CFSC (Quakers) supports calls for National Day of Action Against Hate and Intolerance

The following open letter was sent to the leaders of Canada’s political parties

As organizations and individuals with expertise in anti-racism, law, and/or human rights, we write to express our deep concern about the use of anti-terrorism powers to address the threat of White supremacism.

The growth, proliferation, and emboldening of White supremacist and far-right groups across Canada – numbering more than 300, according to one recent academic count – is alarming, and urgently requires a strong response. We applaud and support the intention to condemn White supremacism communicated by the recent addition of the Proud Boys, Atomwaffen, the Base, and the Russian Imperial Movement to the terrorist entities list. However, the entrenchment and expansion of problematic anti-terrorism tools threatens to further intensify racism, rather than alleviate it.
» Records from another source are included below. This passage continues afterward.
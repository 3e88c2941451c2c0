//! Deriving schemas from type descriptions.
//!
//! There is no runtime field reflection to lean on, so the derivation input
//! is an explicit [`TypeDesc`] tree: either written out by the caller,
//! produced by [`Loggable::type_desc`], or recovered from a runtime value's
//! shape via [`TypeDesc::of_value`]. Whatever the path, the derived schema
//! and the wire format are the same.

use crate::error::{Error, Result};
use crate::schema::{self, RecordSchema, Schema, TypedRecordSchema};
use crate::value::Value;
use std::sync::Arc;

/// Name of the discriminator property probed for on struct descriptions,
/// matched case-insensitively.
pub const AS_TYPE: &str = "AS_TYPE";

/// A description of a loggable type.
#[derive(Clone, Debug, PartialEq)]
pub enum TypeDesc {
  Int32,
  Int64,
  Float64,
  Bool,
  Str,

  /// An enumeration with a fixed, ordered set of constant names.
  Enum {
    name: String,
    constants: Vec<String>,
  },

  /// A homogeneous sequence.
  List(Box<TypeDesc>),

  /// An aggregate of named fields, in declaration order. `statics` carries
  /// constant properties attached to the type rather than its values; a
  /// string-valued `AS_TYPE` entry marks the type as discriminator-tagged.
  Struct {
    name: String,
    fields: Vec<(String, TypeDesc)>,
    statics: Vec<(String, Value)>,
  },
}

impl TypeDesc {
  /// The registry identity for this description: primitive names, nominal
  /// enum/struct names, and structural keys for anonymous shapes.
  pub fn key(&self) -> String {
    match self {
      TypeDesc::Int32 => "i32".to_owned(),
      TypeDesc::Int64 => "i64".to_owned(),
      TypeDesc::Float64 => "f64".to_owned(),
      TypeDesc::Bool => "bool".to_owned(),
      TypeDesc::Str => "str".to_owned(),
      TypeDesc::Enum { name, .. } => name.clone(),
      TypeDesc::List(elem) => format!("list<{}>", elem.key()),
      TypeDesc::Struct { name, fields, .. } => {
        if name.is_empty() {
          let inner = fields
            .iter()
            .map(|(n, d)| format!("{}:{}", n, d.key()))
            .collect::<Vec<_>>()
            .join(",");
          format!("record{{{}}}", inner)
        } else {
          name.clone()
        }
      }
    }
  }

  /// Recovers a description from a runtime value's shape, for the
  /// name-indexed write path.
  ///
  /// A list takes its element description from its first element, so an
  /// empty list carries no usable type information and is rejected; declare
  /// such channels explicitly instead.
  pub fn of_value(value: &Value) -> Result<TypeDesc> {
    match value {
      Value::Int(_) => Ok(TypeDesc::Int32),
      Value::Long(_) => Ok(TypeDesc::Int64),
      Value::Double(_) => Ok(TypeDesc::Float64),
      Value::Bool(_) => Ok(TypeDesc::Bool),
      Value::Str(_) => Ok(TypeDesc::Str),
      Value::List(xs) => match xs.first() {
        Some(x) => Ok(TypeDesc::List(Box::new(TypeDesc::of_value(x)?))),
        None => Err(Error::UnsupportedType(
          "empty list has no element type".to_owned(),
        )),
      },
      Value::Record(map) => {
        let fields = map
          .iter()
          .map(|(k, v)| Ok((k.clone(), TypeDesc::of_value(v)?)))
          .collect::<Result<Vec<_>>>()?;
        Ok(TypeDesc::Struct {
          name: String::new(),
          fields,
          statics: Vec::new(),
        })
      }
    }
  }
}

/// Produces the schema for a type description.
///
/// Primitives map to their schema kinds, enums keep their declared constant
/// order, lists derive their element recursively, and structs become
/// records, or typed records when an `AS_TYPE` static is present. A struct
/// name reappearing within its own fields means the description is
/// recursive, which the wire format cannot express; that fails fast.
pub fn derive(desc: &TypeDesc) -> Result<Arc<dyn Schema>> {
  let mut stack = Vec::new();
  derive_with(desc, &mut stack)
}

fn derive_with(desc: &TypeDesc, stack: &mut Vec<String>) -> Result<Arc<dyn Schema>> {
  match desc {
    TypeDesc::Int32 => Ok(schema::int32()),
    TypeDesc::Int64 => Ok(schema::int64()),
    TypeDesc::Float64 => Ok(schema::float64()),
    TypeDesc::Bool => Ok(schema::boolean()),
    TypeDesc::Str => Ok(schema::string()),
    TypeDesc::Enum { constants, .. } => Ok(schema::enumeration(constants.iter().cloned())),
    TypeDesc::List(elem) => Ok(schema::list(derive_with(elem, stack)?)),
    TypeDesc::Struct {
      name,
      fields,
      statics,
    } => {
      if !name.is_empty() {
        if stack.iter().any(|n| n == name) {
          return Err(Error::UnsupportedType(format!(
            "cyclic type description through {}",
            name
          )));
        }
        stack.push(name.clone());
      }
      let derived = fields
        .iter()
        .map(|(fname, fdesc)| Ok((fname.clone(), derive_with(fdesc, stack)?)))
        .collect::<Result<Vec<_>>>();
      if !name.is_empty() {
        stack.pop();
      }
      let derived = derived?;

      match discriminator(statics) {
        Some(type_name) => Ok(Arc::new(TypedRecordSchema::new(type_name, derived))),
        None => Ok(Arc::new(RecordSchema::new(derived))),
      }
    }
  }
}

/// Probes the statics for a string-valued `AS_TYPE` property. A non-string
/// entry under that name is treated as absent.
fn discriminator(statics: &[(String, Value)]) -> Option<String> {
  statics.iter().find_map(|(name, value)| match value {
    Value::Str(s) if name.eq_ignore_ascii_case(AS_TYPE) => Some(s.clone()),
    _ => None,
  })
}

/// Types that know their own description and how to present themselves as a
/// loggable value.
///
/// Implemented for the primitive Rust types and `Vec<T>`; user types
/// implement it by listing their fields:
///
/// ```
/// use rrlog::derive::{Loggable, TypeDesc};
/// use rrlog::value::Value;
///
/// struct Pose { x: f64, y: f64 }
///
/// impl Loggable for Pose {
///   fn type_desc() -> TypeDesc {
///     TypeDesc::Struct {
///       name: "Pose".to_owned(),
///       fields: vec![
///         ("x".to_owned(), TypeDesc::Float64),
///         ("y".to_owned(), TypeDesc::Float64),
///       ],
///       statics: Vec::new(),
///     }
///   }
///
///   fn to_value(&self) -> Value {
///     Value::record(vec![
///       ("x", Value::Double(self.x)),
///       ("y", Value::Double(self.y)),
///     ])
///   }
/// }
/// ```
pub trait Loggable {
  fn type_desc() -> TypeDesc;
  fn to_value(&self) -> Value;
}

impl Loggable for i32 {
  fn type_desc() -> TypeDesc {
    TypeDesc::Int32
  }

  fn to_value(&self) -> Value {
    Value::Int(*self)
  }
}

impl Loggable for i64 {
  fn type_desc() -> TypeDesc {
    TypeDesc::Int64
  }

  fn to_value(&self) -> Value {
    Value::Long(*self)
  }
}

impl Loggable for f64 {
  fn type_desc() -> TypeDesc {
    TypeDesc::Float64
  }

  fn to_value(&self) -> Value {
    Value::Double(*self)
  }
}

impl Loggable for bool {
  fn type_desc() -> TypeDesc {
    TypeDesc::Bool
  }

  fn to_value(&self) -> Value {
    Value::Bool(*self)
  }
}

impl Loggable for String {
  fn type_desc() -> TypeDesc {
    TypeDesc::Str
  }

  fn to_value(&self) -> Value {
    Value::Str(self.clone())
  }
}

impl<T: Loggable> Loggable for Vec<T> {
  fn type_desc() -> TypeDesc {
    TypeDesc::List(Box::new(T::type_desc()))
  }

  fn to_value(&self) -> Value {
    Value::List(self.iter().map(Loggable::to_value).collect())
  }
}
CFSC (Quakers) supports attempts to address hate, but joins many experts in saying that anti-terrorism laws are not the right approach.
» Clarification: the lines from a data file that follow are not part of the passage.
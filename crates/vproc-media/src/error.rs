//! Error types for media operations.

use std::path::PathBuf;
use thiserror::Error;

/// Result type for media operations.
pub type MediaResult<T> = Result<T, MediaError>;

/// Errors that can occur during media processing.
#[derive(Debug, Error)]
pub enum MediaError {
    #[error("FFmpeg not found: {0}")]
    FfmpegNotFound(PathBuf),

    #[error("FFprobe not found: {0}")]
    FfprobeNotFound(PathBuf),

    #[error("FFmpeg command failed: {message}{}", stderr_suffix(.stderr))]
    FfmpegFailed {
        message: String,
        stderr: Option<String>,
        exit_code: Option<i32>,
    },

    #[error("FFprobe command failed: {message}{}", stderr_suffix(.stderr))]
    FfprobeFailed {
        message: String,
        stderr: Option<String>,
    },

    #[error("No video stream found in {0}")]
    NoVideoStream(PathBuf),

    #[error("Invalid video file: {0}")]
    InvalidVideo(String),

    #[error("No preset fits a {width}x{height} source")]
    NoEligiblePresets { width: u32, height: u32 },

    #[error("Every HLS rendition failed; last error: {0}")]
    AllVariantsFailed(String),

    #[error("File not found: {0}")]
    FileNotFound(PathBuf),

    #[error("Operation cancelled")]
    Cancelled,

    #[error("Operation timed out after {0} seconds")]
    Timeout(u64),

    #[error("IO error: {0}")]
    Io(#[from] std::io::Error),

    #[error("JSON parse error: {0}")]
    JsonParse(#[from] serde_json::Error),
}

impl MediaError {
    /// Create an FFmpeg failure error.
    pub fn ffmpeg_failed(
        message: impl Into<String>,
        stderr: Option<String>,
        exit_code: Option<i32>,
    ) -> Self {
        Self::FfmpegFailed {
            message: message.into(),
            stderr,
            exit_code,
        }
    }

    /// Create an FFprobe failure error.
    pub fn ffprobe_failed(message: impl Into<String>, stderr: Option<String>) -> Self {
        Self::FfprobeFailed {
            message: message.into(),
            stderr,
        }
    }

    pub fn is_cancelled(&self) -> bool {
        matches!(self, MediaError::Cancelled)
    }

    /// The source itself cannot be decoded; retrying will not help.
    pub fn is_content_error(&self) -> bool {
        matches!(
            self,
            MediaError::NoVideoStream(_)
                | MediaError::InvalidVideo(_)
                | MediaError::FfprobeFailed { .. }
                | MediaError::NoEligiblePresets { .. }
        )
    }
}

/// Last non-empty stderr line, usually the one naming the failure.
fn stderr_suffix(stderr: &Option<String>) -> String {
    stderr
        .as_deref()
        .and_then(|s| s.lines().rev().map(str::trim).find(|l| !l.is_empty()))
        .map(|line| format!(" ({})", line))
        .unwrap_or_default()
}

#[cfg(test)]
mod tests {
    use super::*;

    #[test]
    fn test_classification() {
        assert!(MediaError::NoVideoStream(PathBuf::from("a.mp4")).is_content_error());
        assert!(!MediaError::Cancelled.is_content_error());
        assert!(MediaError::Cancelled.is_cancelled());
        assert!(!MediaError::ffmpeg_failed("x", None, Some(1)).is_content_error());
    }

    #[test]
    fn test_message_names_last_stderr_line() {
        let err = MediaError::ffmpeg_failed(
            "FFmpeg exited with exit status: 1",
            Some("[h264 @ 0x1] error while decoding\nConversion failed!\n".into()),
            Some(1),
        );
        assert_eq!(
            err.to_string(),
            "FFmpeg command failed: FFmpeg exited with exit status: 1 (Conversion failed!)"
        );
        assert_eq!(
            MediaError::ffprobe_failed("bad input", None).to_string(),
            "FFprobe command failed: bad input"
        );
    }
}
Serious issues with Canada’s terrorist listing procedure identified by civil liberties groups, lawyers, and legal academics include: the imposition of serious financial and possibly criminal consequences on the basis of unaccountable executive listing decisions; the use of secret evidence; the likelihood of false positives; and the absence of adequate avenues for challenging listings and obtaining redress. This is exacerbated by the seizure of assets, making legal counsel difficult if not impossible to retain.

These shortcomings and the need for a substantive overhaul of the listing procedure were highlighted by many experts and advocates when Bill C-36, the Anti-Terrorism Act, was debated and adopted twenty years ago, and have been consistently pressed over the years since.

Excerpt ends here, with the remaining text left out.